Vladimir Nabokov

shadow of waxwing & Lap of Lord in Pale Fire

By Alexey Sklyarenko, 19 October, 2021

At the beginning (and, presumably, at the end) of his poem John Shade (the poet in VN’s novel Pale Fire, 1962) compares himself to the shadow of the waxwing:

 

I was the shadow of the waxwing slain
By the false azure in the windowpane;
I was the smudge of ashen fluff--and I
Lived on, flew on, in the reflected sky. (ll. 1-4)

 

In Shakespeare’s Hamlet (5.2) Horatio calls Osric (the courtier sent by Claudius to invite Hamlet to participate in the duel with Laertes) “this lapwing:”

 

This lapwing runs away with the shell on his head.

 

waxwing + lap = wax + lapwing

 

Preparing to watch “The Mousetrap,” Hamlet asks Ophelia “shall I lie in your lap:”

 

HAMLET Lady, shall I lie in your lap?

OPHELIA No, my lord.

HAMLET I mean, my head upon your lap?

OPHELIA Ay, my lord.

HAMLET Do you think I meant country matters?

OPHELIA I think nothing, my lord.

HAMLET That’s a fair thought to lie between maids’ legs. (Act 3, scene 2)

 

In the preceding scene (immediately after Hamlet’s monologue “To be or not to be” in which he mentions a bare bodkin) Ophelia tells Hamlet: “Rich gifts wax poor when givers prove unkind:”

 

OPHELIA
My lord, I have remembrances of yours
That I have longèd long to redeliver.
I pray you now receive them.

HAMLET
No, not I. I never gave you aught.

OPHELIA
My honored lord, you know right well you did,
And with them words of so sweet breath composed
As made the things more rich.
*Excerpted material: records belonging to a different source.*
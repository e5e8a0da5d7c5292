// SPDX-FileCopyrightText: Copyright (c) 2024-2026 NVIDIA CORPORATION & AFFILIATES. All rights reserved.
// SPDX-License-Identifier: Apache-2.0

//! Runtime configuration.
//!
//! Every tunable can be set through a `LAT_` environment variable and falls
//! back to a documented default. Durations are given in whole seconds except
//! where noted.

use std::time::Duration;

/// Leases shorter than this are silently clamped.
pub const MIN_LEASE_DURATION: Duration = Duration::from_secs(1);

/// Number of heartbeats emitted per lease duration.
pub const HEARTBEATS_PER_LEASE: u32 = 5;

/// Runtime-wide tunables.
#[derive(Debug, Clone)]
pub struct RuntimeConfig {
    /// TTL of the registry lease. Clamped to at least [`MIN_LEASE_DURATION`]
    /// and at most `heart_timeout`, so a dead peer's registrations are gone
    /// within the cluster's failure-detection bound.
    pub lease_duration: Duration,
    /// Upper bound on failure detection: a lost peer is observed, and a new
    /// leader elected, within this window. Registry leases never outlive it,
    /// and the leader key's own lease uses it as TTL.
    pub heart_timeout: Duration,
    /// Capacity of each mailbox's inbound queue.
    pub mailbox_capacity: usize,
    /// Soft byte threshold at which a buffered sender flushes.
    pub batch_bytes: usize,
    /// Soft age threshold at which a buffered sender flushes (milliseconds).
    pub batch_delay: Duration,
    /// Default deadline applied to `request` when the caller gives none.
    pub request_timeout: Duration,
    /// Initial restart backoff for supervised actors.
    pub restart_backoff_initial: Duration,
    /// Cap on the restart backoff for supervised actors.
    pub restart_backoff_max: Duration,
    /// How long shutdown waits for actors to drain before cancelling them.
    pub shutdown_grace: Duration,
}

impl Default for RuntimeConfig {
    fn default() -> Self {
        Self {
            lease_duration: Duration::from_secs(30),
            heart_timeout: Duration::from_secs(30),
            mailbox_capacity: 100,
            batch_bytes: 2700,
            batch_delay: Duration::from_millis(50),
            request_timeout: Duration::from_secs(1),
            restart_backoff_initial: Duration::from_millis(100),
            restart_backoff_max: Duration::from_secs(10),
            shutdown_grace: Duration::from_secs(10),
        }
    }
}

impl RuntimeConfig {
    /// Build a config from `LAT_*` environment variables, falling back to
    /// defaults for anything unset or unparsable.
    pub fn from_env() -> Self {
        let d = Self::default();
        Self {
            lease_duration: env_secs("LAT_LEASE_DURATION", d.lease_duration),
            heart_timeout: env_secs("LAT_HEART_TIMEOUT", d.heart_timeout),
            mailbox_capacity: env_usize("LAT_MAILBOX_CAPACITY", d.mailbox_capacity),
            batch_bytes: env_usize("LAT_BATCH_BYTES", d.batch_bytes),
            batch_delay: env_millis("LAT_BATCH_DELAY_MS", d.batch_delay),
            request_timeout: env_secs("LAT_REQUEST_TIMEOUT", d.request_timeout),
            restart_backoff_initial: env_millis(
                "LAT_RESTART_BACKOFF_INITIAL_MS",
                d.restart_backoff_initial,
            ),
            restart_backoff_max: env_secs("LAT_RESTART_BACKOFF_MAX", d.restart_backoff_max),
            shutdown_grace: env_secs("LAT_SHUTDOWN_GRACE", d.shutdown_grace),
        }
        .clamped()
    }

    /// Apply the hard floors and the failure-detection bound: both durations
    /// are floored at [`MIN_LEASE_DURATION`], and `lease_duration` is capped
    /// at `heart_timeout` so that neither peer-loss detection nor leader
    /// failover can take longer than `heart_timeout`.
    pub fn clamped(mut self) -> Self {
        if self.heart_timeout < MIN_LEASE_DURATION {
            self.heart_timeout = MIN_LEASE_DURATION;
        }
        if self.lease_duration < MIN_LEASE_DURATION {
            self.lease_duration = MIN_LEASE_DURATION;
        }
        if self.lease_duration > self.heart_timeout {
            self.lease_duration = self.heart_timeout;
        }
        self
    }

    /// Cadence of registry lease heartbeats.
    pub fn heartbeat_interval(&self) -> Duration {
        self.lease_duration / HEARTBEATS_PER_LEASE
    }
}

fn env_secs(key: &str, default: Duration) -> Duration {
    std::env::var(key)
        .ok()
        .and_then(|s| s.parse::<u64>().ok())
        .map(Duration::from_secs)
        .unwrap_or(default)
}

fn env_millis(key: &str, default: Duration) -> Duration {
    std::env::var(key)
        .ok()
        .and_then(|s| s.parse::<u64>().ok())
        .map(Duration::from_millis)
        .unwrap_or(default)
}

fn env_usize(key: &str, default: usize) -> usize {
    std::env::var(key)
        .ok()
        .and_then(|s| s.parse::<usize>().ok())
        .unwrap_or(default)
}

#[cfg(test)]
mod tests {
    use super::*;

    #[test]
    fn test_defaults() {
        let c = RuntimeConfig::default();
        assert_eq!(c.lease_duration, Duration::from_secs(30));
        assert_eq!(c.heart_timeout, Duration::from_secs(30));
        assert_eq!(c.mailbox_capacity, 100);
        assert_eq!(c.batch_bytes, 2700);
        assert_eq!(c.batch_delay, Duration::from_millis(50));
        assert_eq!(c.request_timeout, Duration::from_secs(1));
    }

    #[test]
    fn test_defaults_respect_heart_timeout_bound() {
        let c = RuntimeConfig::default().clamped();
        assert!(c.lease_duration <= c.heart_timeout);
        assert_eq!(c.lease_duration, Duration::from_secs(30));
    }

    #[test]
    fn test_lease_duration_clamped_at_floor() {
        let c = RuntimeConfig {
            lease_duration: Duration::from_millis(10),
            ..Default::default()
        }
        .clamped();
        assert_eq!(c.lease_duration, MIN_LEASE_DURATION);
    }

    #[test]
    fn test_lease_duration_capped_at_heart_timeout() {
        let c = RuntimeConfig {
            lease_duration: Duration::from_secs(90),
            heart_timeout: Duration::from_secs(30),
            ..Default::default()
        }
        .clamped();
        assert_eq!(c.lease_duration, Duration::from_secs(30));
    }

    #[test]
    fn test_heart_timeout_floored() {
        let c = RuntimeConfig {
            lease_duration: Duration::from_secs(5),
            heart_timeout: Duration::from_millis(1),
            ..Default::default()
        }
        .clamped();
        assert_eq!(c.heart_timeout, MIN_LEASE_DURATION);
        assert_eq!(c.lease_duration, MIN_LEASE_DURATION);
    }

    #[test]
    fn test_heartbeat_interval_divides_lease() {
        let c = RuntimeConfig::default();
        assert_eq!(c.heartbeat_interval(), Duration::from_secs(6));
    }
}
Their perfume lost,
Take these again, for to the noble mind
Rich gifts wax poor when givers prove unkind.
There, my lord. [she takes jewels from her bosom and places them on the table before him]

(Act 3, scene 1)

 

Ophelia addresses Hamlet “my lord.” In his apology of suicide Kinbote (Shade’s mad commentator who imagines that he is Charles the Beloved, the last self-exiled king of Zembla) mentions “your loved body's obliteration in the Lap of the Lord:”

 

Of the note very many ways known of shedding one's body, falling, falling, falling is the supreme method, but you have to select your sill or ledge very carefully so as not to hurt yourself or others. Jumping from a high bridge is not recommended even if you cannot swim, for wind and water abound in weird contingencies, and tragedy ought not to culminate in a record dive or a policeman's promotion. If you rent a cell in the luminous waffle, room 1915 or 1959, in a tall business center hotel browing the star dust, and pull up the window, and gentle--not fall, not jump--but roll out as you should for air comfort, there is always the chance of knocking clean through into your own hell a pacific noctambulator walking his dog; in this respect a back room might be safer, especially if giving on the roof of an old tenacious normal house far below where a cat may be trusted to flash out of the way. Another popular take-off is a mountaintop with a sheer drop of say 500 meters but you must find it, because you will be surprised how easy it is to miscalculate your deflection offset, and have some hidden projection, some fool of a crag, rush forth to catch you, causing you to bounce off it into the brush, thwarted, mangled and unnecessarily alive. The ideal drop is from an aircraft, your muscles relaxed, your pilot puzzled, your packed parachute shuffled off, cast off, shrugged off--farewell, shootka (little chute)! Down you go, but all the while you feel suspended and buoyed as you somersault in slow motion like a somnolent tumbler pigeon, and sprawl supine on the eiderdown of the air, or lazily turn to embrace your pillow, enjoying every last instant of soft, deep, death-padded life, the voluptuous crucifixion, as you stretch yourself in the growing rush, in the nearing swish, and then your loved body's obliteration in the Lap of the Lord. If I were a poet I would certainly make an ode to the sweet urge to close one's eyes and surrender utterly unto the perfect safety of wooed death. Ecstatically one forefeels the vastness of the Divine Embrace enfolding one's liberated spirit, the warm bath of physical dissolution, the universal unknown engulfing the miniscule unknown that had been the only real part of one's temporary personality. (note to Line 493)

 

After Kinbote's suicide Botkin's loved body is obliterated in the Lap of the Lord, but its shadow (Shade and his poem) remains.

 

May I share with you this harmless limerick (apologies, it is in Russian):

 

Есть известный профессор Бордом,

который подрался с лордом.

И профессор, и лорд –

каждый дрался, как чёрт.

Получили оба по мордам.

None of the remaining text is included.